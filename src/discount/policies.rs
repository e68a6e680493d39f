// Primitive discount policies: rate, flat amount, plan membership and none

use super::{meets_minimum, DiscountContext, DiscountKind, DiscountPolicy};
use crate::error::{DomainError, DomainResult};
use crate::validation::{require_non_blank, require_unit_rate};
use crate::values::Money;
use rust_decimal::Decimal;

pub const DEFAULT_MEMBERSHIP_PRIORITY: i32 = 20;
pub const DEFAULT_RATE_PRIORITY: i32 = 40;
pub const DEFAULT_AMOUNT_PRIORITY: i32 = 40;

/// Percentage off, optionally gated by a minimum purchase and capped
#[derive(Debug, Clone)]
pub struct RateDiscountPolicy {
    description: String,
    rate: Decimal,
    minimum_purchase: Option<Money>,
    max_discount: Option<Money>,
    priority: i32,
}

impl RateDiscountPolicy {
    pub fn new(description: &str, rate: Decimal) -> DomainResult<Self> {
        Ok(Self {
            description: require_non_blank("discount description", description)?,
            rate: require_unit_rate(rate)?,
            minimum_purchase: None,
            max_discount: None,
            priority: DEFAULT_RATE_PRIORITY,
        })
    }

    pub fn with_minimum_purchase(mut self, minimum: Money) -> Self {
        self.minimum_purchase = Some(minimum);
        self
    }

    pub fn with_max_discount(mut self, cap: Money) -> Self {
        self.max_discount = Some(cap);
        self
    }

    pub fn with_priority(mut self, priority: i32) -> Self {
        self.priority = priority;
        self
    }

    pub fn rate(&self) -> Decimal {
        self.rate
    }
}

impl DiscountPolicy for RateDiscountPolicy {
    fn apply_discount(&self, price: &Money, _context: &DiscountContext) -> DomainResult<Money> {
        if !meets_minimum(price, self.minimum_purchase.as_ref())? {
            return Ok(*price);
        }
        let mut discount = price.multiply(self.rate)?;
        if let Some(cap) = &self.max_discount {
            discount = discount.min(cap)?;
        }
        price.saturating_sub(&discount)
    }

    fn is_applicable(&self, _context: &DiscountContext) -> bool {
        !self.rate.is_zero()
    }

    fn priority(&self) -> i32 {
        self.priority
    }

    fn description(&self) -> String {
        self.description.clone()
    }

    fn kind(&self) -> DiscountKind {
        DiscountKind::Rate
    }
}

/// Flat amount off, clamped at zero
#[derive(Debug, Clone)]
pub struct AmountDiscountPolicy {
    description: String,
    amount: Money,
    minimum_purchase: Option<Money>,
    priority: i32,
}

impl AmountDiscountPolicy {
    pub fn new(description: &str, amount: Money) -> DomainResult<Self> {
        if amount.is_zero() {
            return Err(DomainError::InvalidAmount(
                "discount amount must be positive".to_string(),
            ));
        }
        Ok(Self {
            description: require_non_blank("discount description", description)?,
            amount,
            minimum_purchase: None,
            priority: DEFAULT_AMOUNT_PRIORITY,
        })
    }

    pub fn with_minimum_purchase(mut self, minimum: Money) -> Self {
        self.minimum_purchase = Some(minimum);
        self
    }

    pub fn with_priority(mut self, priority: i32) -> Self {
        self.priority = priority;
        self
    }
}

impl DiscountPolicy for AmountDiscountPolicy {
    fn apply_discount(&self, price: &Money, _context: &DiscountContext) -> DomainResult<Money> {
        if !meets_minimum(price, self.minimum_purchase.as_ref())? {
            return Ok(*price);
        }
        price.saturating_sub(&self.amount)
    }

    fn is_applicable(&self, _context: &DiscountContext) -> bool {
        true
    }

    fn priority(&self) -> i32 {
        self.priority
    }

    fn description(&self) -> String {
        self.description.clone()
    }

    fn kind(&self) -> DiscountKind {
        DiscountKind::Amount
    }
}

/// The member's plan discount rate
#[derive(Debug, Clone)]
pub struct MembershipDiscountPolicy {
    priority: i32,
}

impl Default for MembershipDiscountPolicy {
    fn default() -> Self {
        Self {
            priority: DEFAULT_MEMBERSHIP_PRIORITY,
        }
    }
}

impl MembershipDiscountPolicy {
    pub fn new() -> Self {
        Self::default()
    }

    pub fn with_priority(mut self, priority: i32) -> Self {
        self.priority = priority;
        self
    }
}

impl DiscountPolicy for MembershipDiscountPolicy {
    fn apply_discount(&self, price: &Money, context: &DiscountContext) -> DomainResult<Money> {
        if !self.is_applicable(context) {
            return Ok(*price);
        }
        let discount = price.multiply(context.plan().discount_rate)?;
        price.saturating_sub(&discount)
    }

    fn is_applicable(&self, context: &DiscountContext) -> bool {
        let plan = context.plan();
        context.member().is_active() && plan.active && !plan.discount_rate.is_zero()
    }

    fn priority(&self) -> i32 {
        self.priority
    }

    fn description(&self) -> String {
        "Membership plan discount".to_string()
    }
}

/// Identity; always applicable and always last in priority
#[derive(Debug, Clone, Copy, Default)]
pub struct NoDiscountPolicy;

impl DiscountPolicy for NoDiscountPolicy {
    fn apply_discount(&self, price: &Money, _context: &DiscountContext) -> DomainResult<Money> {
        Ok(*price)
    }

    fn is_applicable(&self, _context: &DiscountContext) -> bool {
        true
    }

    fn priority(&self) -> i32 {
        i32::MAX
    }

    fn description(&self) -> String {
        "No discount".to_string()
    }
}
=======
Write out the material above exactly, leaving out no line.

filename src/discount/policies.rs
repository e68a6e680493d39f
// Primitive discount policies: rate, flat amount, plan membership and none

use super::{meets_minimum, DiscountContext, DiscountKind, DiscountPolicy};
use crate::error::{DomainError, DomainResult};
use crate::validation::{require_non_blank, require_unit_rate};
use crate::values::Money;
use rust_decimal::Decimal;

pub const DEFAULT_MEMBERSHIP_PRIORITY: i32 = 20;
pub const DEFAULT_RATE_PRIORITY: i32 = 40;
pub const DEFAULT_AMOUNT_PRIORITY: i32 = 40;

/// Percentage off, optionally gated by a minimum purchase and capped
#[derive(Debug, Clone)]
pub struct RateDiscountPolicy {
    description: String,
    rate: Decimal,
    minimum_purchase: Option<Money>,
    max_discount: Option<Money>,
    priority: i32,
}

impl RateDiscountPolicy {
    pub fn new(description: &str, rate: Decimal) -> DomainResult<Self> {
        Ok(Self {
            description: require_non_blank("discount description", description)?,
            rate: require_unit_rate(rate)?,
            minimum_purchase: None,
            max_discount: None,
            priority: DEFAULT_RATE_PRIORITY,
        })
    }

    pub fn with_minimum_purchase(mut self, minimum: Money) -> Self {
        self.minimum_purchase = Some(minimum);
        self
    }

    pub fn with_max_discount(mut self, cap: Money) -> Self {
        self.max_discount = Some(cap);
        self
    }

    pub fn with_priority(mut self, priority: i32) -> Self {
        self.priority = priority;
        self
    }

    pub fn rate(&self) -> Decimal {
        self.rate
    }
}

impl DiscountPolicy for RateDiscountPolicy {
    fn apply_discount(&self, price: &Money, _context: &DiscountContext) -> DomainResult<Money> {
        if !meets_minimum(price, self.minimum_purchase.as_ref())? {
            return Ok(*price);
        }
        let mut discount = price.multiply(self.rate)?;
        if let Some(cap) = &self.max_discount {
            discount = discount.min(cap)?;
        }
        price.saturating_sub(&discount)
    }

    fn is_applicable(&self, _context: &DiscountContext) -> bool {
        !self.rate.is_zero()
    }

    fn priority(&self) -> i32 {
        self.priority
    }

    fn description(&self) -> String {
        self.description.clone()
    }

    fn kind(&self) -> DiscountKind {
        DiscountKind::Rate
    }
}

/// Flat amount off, clamped at zero
#[derive(Debug, Clone)]
pub struct AmountDiscountPolicy {
    description: String,
    amount: Money,
    minimum_purchase: Option<Money>,
    priority: i32,
}

impl AmountDiscountPolicy {
    pub fn new(description: &str, amount: Money) -> DomainResult<Self> {
        if amount.is_zero() {
            return Err(DomainError::InvalidAmount(
                "discount amount must be positive".to_string(),
            ));
        }
        Ok(Self {
            description: require_non_blank("discount description", description)?,
            amount,
            minimum_purchase: None,
            priority: DEFAULT_AMOUNT_PRIORITY,
        })
    }

    pub fn with_minimum_purchase(mut self, minimum: Money) -> Self {
        self.minimum_purchase = Some(minimum);
        self
    }

    pub fn with_priority(mut self, priority: i32) -> Self {
        self.priority = priority;
        self
    }
}

impl DiscountPolicy for AmountDiscountPolicy {
    fn apply_discount(&self, price: &Money, _context: &DiscountContext) -> DomainResult<Money> {
        if !meets_minimum(price, self.minimum_purchase.as_ref())? {
            return Ok(*price);
        }
        price.saturating_sub(&self.amount)
    }

    fn is_applicable(&self, _context: &DiscountContext) -> bool {
        true
    }

    fn priority(&self) -> i32 {
        self.priority
    }

    fn description(&self) -> String {
        self.description.clone()
    }

    fn kind(&self) -> DiscountKind {
        DiscountKind::Amount
    }
}

/// The member's plan discount rate
#[derive(Debug, Clone)]
pub struct MembershipDiscountPolicy {
    priority: i32,
}

impl Default for MembershipDiscountPolicy {
    fn default() -> Self {
        Self {
            priority: DEFAULT_MEMBERSHIP_PRIORITY,
        }
    }
}

impl MembershipDiscountPolicy {
    pub fn new() -> Self {
        Self::default()
    }

    pub fn with_priority(mut self, priority: i32) -> Self {
        self.priority = priority;
        self
    }
}

impl DiscountPolicy for MembershipDiscountPolicy {
    fn apply_discount(&self, price: &Money, context: &DiscountContext) -> DomainResult<Money> {
        if !self.is_applicable(context) {
            return Ok(*price);
        }
        let discount = price.multiply(context.plan().discount_rate)?;
        price.saturating_sub(&discount)
    }

    fn is_applicable(&self, context: &DiscountContext) -> bool {
        let plan = context.plan();
        context.member().is_active() && plan.active && !plan.discount_rate.is_zero()
    }

    fn priority(&self) -> i32 {
        self.priority
    }

    fn description(&self) -> String {
        "Membership plan discount".to_string()
    }
}

/// Identity; always applicable and always last in priority
#[derive(Debug, Clone, Copy, Default)]
pub struct NoDiscountPolicy;

impl DiscountPolicy for NoDiscountPolicy {
    fn apply_discount(&self, price: &Money, _context: &DiscountContext) -> DomainResult<Money> {
        Ok(*price)
    }

    fn is_applicable(&self, _context: &DiscountContext) -> bool {
        true
    }

    fn priority(&self) -> i32 {
        i32::MAX
    }

    fn description(&self) -> String {
        "No discount".to_string()
    }
}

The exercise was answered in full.